Melihat kondisi tersebut, almarhum Elwira, kata Handik berupaya memberikan bantuan ke Fikri.
Tak cukup di situ, Fikri juga melakukan perlawanan agar senjata api bisa kembali dalam kendalinya.
Setelah dari peristiwa perebutan senjata api tersebut, kedua terdakwa yakni Elwira dan Fikri melesatkan tembakan ke empat anggota Laskar FPI hingga menembus bagian belakang mobil
"Di situ saudara Elwira memberikan bantuan kepada Fikri untuk menghalau 4 laskar FPI dan menyerang FPI kemudian saudara Fikri juga melakukan perlawanan supaya mereka tidak mati," imbuh Handik.
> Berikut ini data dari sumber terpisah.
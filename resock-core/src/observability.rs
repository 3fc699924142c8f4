//! Logging, tracing and metrics bootstrap
//!
//! resock logs through the `tracing` crate and records metrics through the
//! global OpenTelemetry meter. Neither does anything until a subscriber and
//! a meter provider are installed; [`init_observability`] installs both:
//!
//! - an `EnvFilter` driven by `RUST_LOG` (or [`ObservabilityConfig::log_level`])
//! - a JSON `fmt` layer for local structured logs
//! - an OTLP/gRPC span exporter bridged through `tracing-opentelemetry`
//! - an OTLP/gRPC metric exporter on a 30 second periodic reader
//!
//! Applications that already own their subscriber can skip this module and
//! resock will log into whatever is installed.
//!
//! ```rust,no_run
//! use resock_core::ObservabilityConfig;
//!
//! #[tokio::main]
//! async fn main() {
//!     let config = ObservabilityConfig::new("ticker-feed")
//!         .with_endpoint("http://localhost:4317")
//!         .with_log_level("debug");
//!
//!     resock_core::init_observability(config).expect("Failed to init observability");
//!
//!     // ... run the application ...
//!
//!     resock_core::shutdown_observability();
//! }
//! ```

use opentelemetry::{global, KeyValue};
use opentelemetry_otlp::WithExportConfig;
use opentelemetry_sdk::Resource;
use std::time::Duration;
use tracing_subscriber::{layer::SubscriberExt, util::SubscriberInitExt, EnvFilter};

type InitResult<T> = Result<T, Box<dyn std::error::Error + Send + Sync>>;

/// Observability configuration
///
/// Defaults read `OTEL_EXPORTER_OTLP_ENDPOINT` and `RUST_LOG`, falling back
/// to `http://localhost:4317` and `info`.
#[derive(Debug, Clone)]
pub struct ObservabilityConfig {
    /// Service name attached to every span and metric
    pub service_name: String,
    /// Service version attached to every span and metric
    pub service_version: String,
    /// OTLP collector endpoint (gRPC)
    pub otlp_endpoint: String,
    /// Export spans to the collector
    pub enable_traces: bool,
    /// Export metrics to the collector
    pub enable_metrics: bool,
    /// Emit JSON logs on stdout
    pub enable_logs: bool,
    /// `EnvFilter` directive used when `RUST_LOG` is unset
    pub log_level: String,
}

impl Default for ObservabilityConfig {
    fn default() -> Self {
        Self {
            service_name: "resock".to_string(),
            service_version: env!("CARGO_PKG_VERSION").to_string(),
            otlp_endpoint: std::env::var("OTEL_EXPORTER_OTLP_ENDPOINT")
                .unwrap_or_else(|_| "http://localhost:4317".to_string()),
            enable_traces: true,
            enable_metrics: true,
            enable_logs: true,
            log_level: std::env::var("RUST_LOG").unwrap_or_else(|_| "info".to_string()),
        }
    }
}

impl ObservabilityConfig {
    /// Create a configuration for the named service, other fields default
    pub fn new(service_name: impl Into<String>) -> Self {
        Self {
            service_name: service_name.into(),
            ..Default::default()
        }
    }

    /// Set the OTLP collector endpoint
    pub fn with_endpoint(mut self, endpoint: impl Into<String>) -> Self {
        self.otlp_endpoint = endpoint.into();
        self
    }

    /// Set the fallback log filter
    pub fn with_log_level(mut self, level: impl Into<String>) -> Self {
        self.log_level = level.into();
        self
    }

    /// Set the service version
    pub fn with_version(mut self, version: impl Into<String>) -> Self {
        self.service_version = version.into();
        self
    }

    /// Enable or disable span export
    pub fn with_traces(mut self, enable: bool) -> Self {
        self.enable_traces = enable;
        self
    }

    /// Enable or disable metric export
    pub fn with_metrics(mut self, enable: bool) -> Self {
        self.enable_metrics = enable;
        self
    }

    /// Enable or disable local JSON logs
    pub fn with_logs(mut self, enable: bool) -> Self {
        self.enable_logs = enable;
        self
    }

    fn resource(&self) -> Resource {
        Resource::builder_empty()
            .with_attributes(vec![
                KeyValue::new(
                    opentelemetry_semantic_conventions::resource::SERVICE_NAME,
                    self.service_name.clone(),
                ),
                KeyValue::new(
                    opentelemetry_semantic_conventions::resource::SERVICE_VERSION,
                    self.service_version.clone(),
                ),
            ])
            .build()
    }
}

/// Install the tracing subscriber and the OpenTelemetry providers
///
/// Call once, early. A second call fails because the global subscriber is
/// already set.
pub fn init_observability(config: ObservabilityConfig) -> InitResult<()> {
    let tracer = if config.enable_traces {
        Some(init_tracer(&config)?)
    } else {
        None
    };

    if config.enable_metrics {
        init_metrics(&config)?;
    }

    init_tracing_subscriber(&config, tracer)?;

    tracing::info!(
        service_name = %config.service_name,
        otlp_endpoint = %config.otlp_endpoint,
        traces = config.enable_traces,
        metrics = config.enable_metrics,
        logs = config.enable_logs,
        "Observability initialized"
    );

    Ok(())
}

fn init_tracer(config: &ObservabilityConfig) -> InitResult<opentelemetry_sdk::trace::Tracer> {
    use opentelemetry::trace::TracerProvider as _;
    use opentelemetry_sdk::trace::{RandomIdGenerator, Sampler};

    let exporter = opentelemetry_otlp::SpanExporter::builder()
        .with_tonic()
        .with_endpoint(config.otlp_endpoint.clone())
        .build()?;

    let provider = opentelemetry_sdk::trace::SdkTracerProvider::builder()
        .with_batch_exporter(exporter)
        .with_resource(config.resource())
        .with_sampler(Sampler::AlwaysOn)
        .with_id_generator(RandomIdGenerator::default())
        .build();

    // The subscriber layer needs a tracer before the provider goes global
    let tracer = provider.tracer(config.service_name.clone());
    global::set_tracer_provider(provider);

    Ok(tracer)
}

fn init_metrics(config: &ObservabilityConfig) -> InitResult<()> {
    let exporter = opentelemetry_otlp::MetricExporter::builder()
        .with_tonic()
        .with_endpoint(config.otlp_endpoint.clone())
        .build()?;

    let reader = opentelemetry_sdk::metrics::PeriodicReader::builder(exporter)
        .with_interval(Duration::from_secs(30))
        .build();

    let provider = opentelemetry_sdk::metrics::SdkMeterProvider::builder()
        .with_reader(reader)
        .with_resource(config.resource())
        .build();

    global::set_meter_provider(provider);
    Ok(())
}

fn init_tracing_subscriber(
    config: &ObservabilityConfig,
    tracer: Option<opentelemetry_sdk::trace::Tracer>,
) -> InitResult<()> {
    let env_filter =
        EnvFilter::try_from_default_env().or_else(|_| EnvFilter::try_new(&config.log_level))?;

    let telemetry_layer = tracer.map(|tracer| tracing_opentelemetry::layer().with_tracer(tracer));

    let fmt_layer = config.enable_logs.then(|| {
        tracing_subscriber::fmt::layer()
            .with_target(true)
            .with_thread_ids(true)
            .with_line_number(true)
            .json()
    });

    tracing_subscriber::registry()
        .with(telemetry_layer)
        .with(env_filter)
        .with(fmt_layer)
        .try_init()?;

    Ok(())
}

/// Flush and release the telemetry pipeline
///
/// The 0.30 SDK providers flush on drop, so this only marks the shutdown in
/// the logs. Safe to call more than once.
pub fn shutdown_observability() {
    tracing::info!("Observability shut down");
}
Mendengar penjelasan itu, jaksa lantas melakukan klarifikasi terkait perebutan senjata, sebab jaksa perlu penjelasan soal pengambilalihan senjata api tersebut.
"Yang perlu kami tanyakan dan klarifikasi kembali apakah senjata Fikri dijelaskan atau diterangkan oleh ybs, berhasil direbut atau belum berhasil? ini kan penting, kalau senjata berhasil di rebut ini kan beda dengan kondisi belum direbut?," tanya jaksa.
"Itu cerita setahun yang lalu , jadi untuk saat ini kami kurang mengingat detailnya kemudian saudara Fikri mengatakan terjadi perebutan dan salah satu anggota FPI sudah memegang senjata dan mengarah ke Fikri," jawab Handik.